3-Run Homers Costly For Giants Against Pirates
SAN FRANCISCO (AP) -- The Pittsburgh Pirates will have the advantage of recent form and revenge motivation when they open a three-game series against the San Francisco Giants on Monday night at AT&T Park.
Pirates right-hander Gerrit Cole (7-7, 4.18 ERA), unbeaten in July, will duel Giants righty Matt Cain (3-8, 5.49), who hasn't won since May, in a rematch of teams that met in Pittsburgh three weeks ago.
The Giants swept that three-game series, bombing Cole for seven runs on 10 hits in 5 1/3 innings in a 13-5 drubbing on June 30.
The Pirates have been better recently. They are 12-5 since the end of the San Francisco series, including a six-game winning streak that ended Saturday in Colorado, though they lost to the Rockies again on Sunday, 13-3.
Cole has allowed just five runs in his past three starts combined, a 19-inning stretch in which he struck out 22 and walked one.
The California native is 3-1 with a 3.21 ERA in five career starts against the Giants.
Facing the Giants means Cole will go head-to-head with his brother-in-law, Giants shortstop Brandon Crawford. The pitcher has dominated the matchup so far, limiting Crawford to a .133 average (2-for-15) with five strikeouts.
Denard Span had a home run off Cole in the earlier meeting in Pittsburgh.

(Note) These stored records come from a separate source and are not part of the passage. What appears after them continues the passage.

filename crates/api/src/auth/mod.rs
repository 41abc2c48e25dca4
//! Authentication primitives.
//!
//! - [`password`] -- Argon2id password hashing and verification.
//! - [`jwt`] -- JWT access-token generation and validation.

pub mod jwt;
pub mod password;
//! Domain building blocks for term-keeper.
//!
//! This crate does no I/O. It holds the identifier types, the error
//! taxonomy, the sortable id generator, the term filter/sort value types,
//! and field validation shared by the repository and HTTP layers.

pub mod error;
pub mod filters;
pub mod id;
pub mod types;
pub mod validation;
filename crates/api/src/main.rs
use std::net::SocketAddr;
use std::sync::Arc;

use tracing_subscriber::{layer::SubscriberExt, util::SubscriberInitExt};

use termkeeper_api::config::ServerConfig;
use termkeeper_api::router::build_app_router;
use termkeeper_api::state::AppState;
use termkeeper_core::id::UlidGenerator;

#[tokio::main]
async fn main() {
    dotenvy::dotenv().ok();

    // --- Configuration ---
    let config = ServerConfig::from_env();

    // --- Tracing ---
    tracing_subscriber::registry()
        .with(
            tracing_subscriber::EnvFilter::try_from_default_env()
                .unwrap_or_else(|_| "termkeeper_api=debug,tower_http=debug".into()),
        )
        .with(config.log_json.then(|| tracing_subscriber::fmt::layer().json()))
        .with((!config.log_json).then(|| tracing_subscriber::fmt::layer()))
        .init();
    tracing::info!(host = %config.host, port = %config.port, "Loaded server configuration");

    // --- Database ---
    let database_url = std::env::var("DATABASE_URL").expect("DATABASE_URL must be set");

    let pool = termkeeper_db::create_pool(&database_url, config.db_max_connections)
        .await
        .expect("Failed to connect to database");
    tracing::info!(
        max_connections = config.db_max_connections,
        "Database connection pool created"
    );

    termkeeper_db::health_check(&pool)
        .await
        .expect("Database health check failed");
    tracing::info!("Database health check passed");

    termkeeper_db::run_migrations(&pool)
        .await
        .expect("Failed to run database migrations");
    tracing::info!("Database migrations applied");

    // --- App state ---
    let state = AppState {
        pool,
        config: Arc::new(config.clone()),
        ids: Arc::new(UlidGenerator::new()),
    };

    let app = build_app_router(state, &config);

    // --- Start server ---
    let addr = SocketAddr::new(
        config.host.parse().expect("Invalid HOST address"),
        config.port,
    );
    tracing::info!(%addr, "Starting server");

    let listener = tokio::net::TcpListener::bind(addr)
        .await
        .expect("Failed to bind to address");

    axum::serve(listener, app)
        .with_graceful_shutdown(shutdown_signal())
        .await
        .expect("Server error");

    tracing::info!("Graceful shutdown complete");
}

/// Wait for SIGINT or, on Unix, SIGTERM.
async fn shutdown_signal() {
    let ctrl_c = async {
        tokio::signal::ctrl_c()
            .await
            .expect("Failed to install Ctrl-C handler");
    };

    #[cfg(unix)]
    let terminate = async {
        tokio::signal::unix::signal(tokio::signal::unix::SignalKind::terminate())
            .expect("Failed to install SIGTERM handler")
            .recv()
            .await;
    };

    #[cfg(not(unix))]
    let terminate = std::future::pending::<()>();

    tokio::select! {
        () = ctrl_c => {
            tracing::info!("Received SIGINT (Ctrl-C), starting graceful shutdown");
        }
        () = terminate => {
            tracing::info!("Received SIGTERM, starting graceful shutdown");
        }
    }
}
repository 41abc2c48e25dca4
//! HTTP error mapping for term-keeper handlers.
//!
//! Every failure leaves the server as `{ "error": message, "code": CODE }`:
//!
//! | Source                                   | Status | Code               |
//! |------------------------------------------|--------|--------------------|
//! | `CoreError::Validation` (empty name, bad colour, foreign category) | 400 | `VALIDATION_ERROR` |
//! | `AppError::BadRequest` (bad `checked` flag) | 400 | `BAD_REQUEST`      |
//! | `CoreError::Unauthorized` (login, bearer) | 401   | `UNAUTHORIZED`     |
//! | `CoreError::NotFound`, `RowNotFound`      | 404   | `NOT_FOUND`        |
//! | `CoreError::Conflict`, `23505` on `uq_*`  | 409   | `CONFLICT`         |
//! | anything else                            | 500    | `INTERNAL_ERROR`   |

use axum::http::StatusCode;
use axum::response::{IntoResponse, Response};
use serde_json::json;
use termkeeper_core::error::CoreError;
use termkeeper_db::RepoError;

/// Error returned by every handler.
#[derive(Debug, thiserror::Error)]
pub enum AppError {
    #[error(transparent)]
    Core(#[from] CoreError),

    /// Storage failure. Unique and not-found cases keep their meaning;
    /// the rest is reported as 500 without driver details.
    #[error("Database error: {0}")]
    Database(#[from] sqlx::Error),

    /// Malformed request input the domain layer never sees, such as query flags.
    #[error("Bad request: {0}")]
    BadRequest(String),

    /// Hashing or token signing failed. Logged, never echoed to the client.
    #[error("Internal error: {0}")]
    InternalError(String),
}

pub type AppResult<T> = Result<T, AppError>;

impl From<RepoError> for AppError {
    fn from(err: RepoError) -> Self {
        match err {
            RepoError::Core(core) => AppError::Core(core),
            RepoError::Storage(db) => AppError::Database(db),
        }
    }
}

impl IntoResponse for AppError {
    fn into_response(self) -> Response {
        let (status, code, message) = match self {
            AppError::Core(CoreError::NotFound { entity, id }) => (
                StatusCode::NOT_FOUND,
                "NOT_FOUND",
                format!("{entity} with id {id} not found"),
            ),
            AppError::Core(CoreError::Validation(msg)) => {
                (StatusCode::BAD_REQUEST, "VALIDATION_ERROR", msg)
            }
            AppError::Core(CoreError::Conflict(msg)) => (StatusCode::CONFLICT, "CONFLICT", msg),
            AppError::Core(CoreError::Unauthorized(msg)) => {
                (StatusCode::UNAUTHORIZED, "UNAUTHORIZED", msg)
            }
            AppError::Database(err) => classify_sqlx_error(&err),
            AppError::BadRequest(msg) => (StatusCode::BAD_REQUEST, "BAD_REQUEST", msg),
            AppError::InternalError(msg) => {
                tracing::error!(error = %msg, "Request failed");
                internal()
            }
        };

        (status, axum::Json(json!({ "error": message, "code": code }))).into_response()
    }
}

fn internal() -> (StatusCode, &'static str, String) {
    (
        StatusCode::INTERNAL_SERVER_ERROR,
        "INTERNAL_ERROR",
        "An internal error occurred".to_string(),
    )
}

/// Map a storage error onto a response.
///
/// A concurrent signup that slips past the `email_exists` check hits
/// `uq_users_email` and still comes back as 409.
fn classify_sqlx_error(err: &sqlx::Error) -> (StatusCode, &'static str, String) {
    if let sqlx::Error::RowNotFound = err {
        return (
            StatusCode::NOT_FOUND,
            "NOT_FOUND",
            "Resource not found".to_string(),
        );
    }

    if let sqlx::Error::Database(db_err) = err {
        // 23505: unique_violation
        let constraint = db_err.constraint().unwrap_or_default();
        if db_err.code().as_deref() == Some("23505") && constraint.starts_with("uq_") {
            return (
                StatusCode::CONFLICT,
                "CONFLICT",
                format!("Duplicate value violates unique constraint: {constraint}"),
            );
        }
    }

    tracing::error!(error = %err, "Database error");
    internal()
}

Cain did not pitch for the Giants in their three-game sweep. He has started 12 times against the Pirates in his career, going 3-3 with a 3.57 ERA. Cain has not faced Pittsburgh this season.
The veteran once again will be seeking to avoid equaling his career-worst losing streak. He sidestepped an eighth straight loss when he limited the Cleveland Indians to three runs and five hits in six innings in a no-decision in his most recent start.
The Pirates almost surely will play the entire Giants series without outfielder Gregory Polanco, who has a hamstring injury.
With his team just three games behind the National League Central co-leaders, the Chicago Cubs and the Milwaukee Brewers, Pirates general manager Neal Huntington admitted Sunday he will be looking for outfield help at the upcoming trade deadline.
"If there's something out there that makes sense, we will do that," Huntington said, before cautioning, "To overpay for what hopefully will be a relatively short down-time (for Polanco) doesn't make a ton of sense for us, either."
Polanco or no Polanco, the Giants frankly will be happy to see anybody other than Wil Myers and Hector Sanchez. That duo did daily damage when the San Diego Padres continued their recent dominance of the Giants by winning three of four in San Francisco in a series that ended Sunday.
"It has gone on," Giants manager Bruce Bochy said of the fact the Giants have lost 17 of their past 23 games against the Padres. "Some things are hard to explain. I wish I could."
Actually, the Giants haven't done well against pretty much anybody since completing their earlier sweep of the Pirates. They are just 5-11 since leaving Pittsburgh.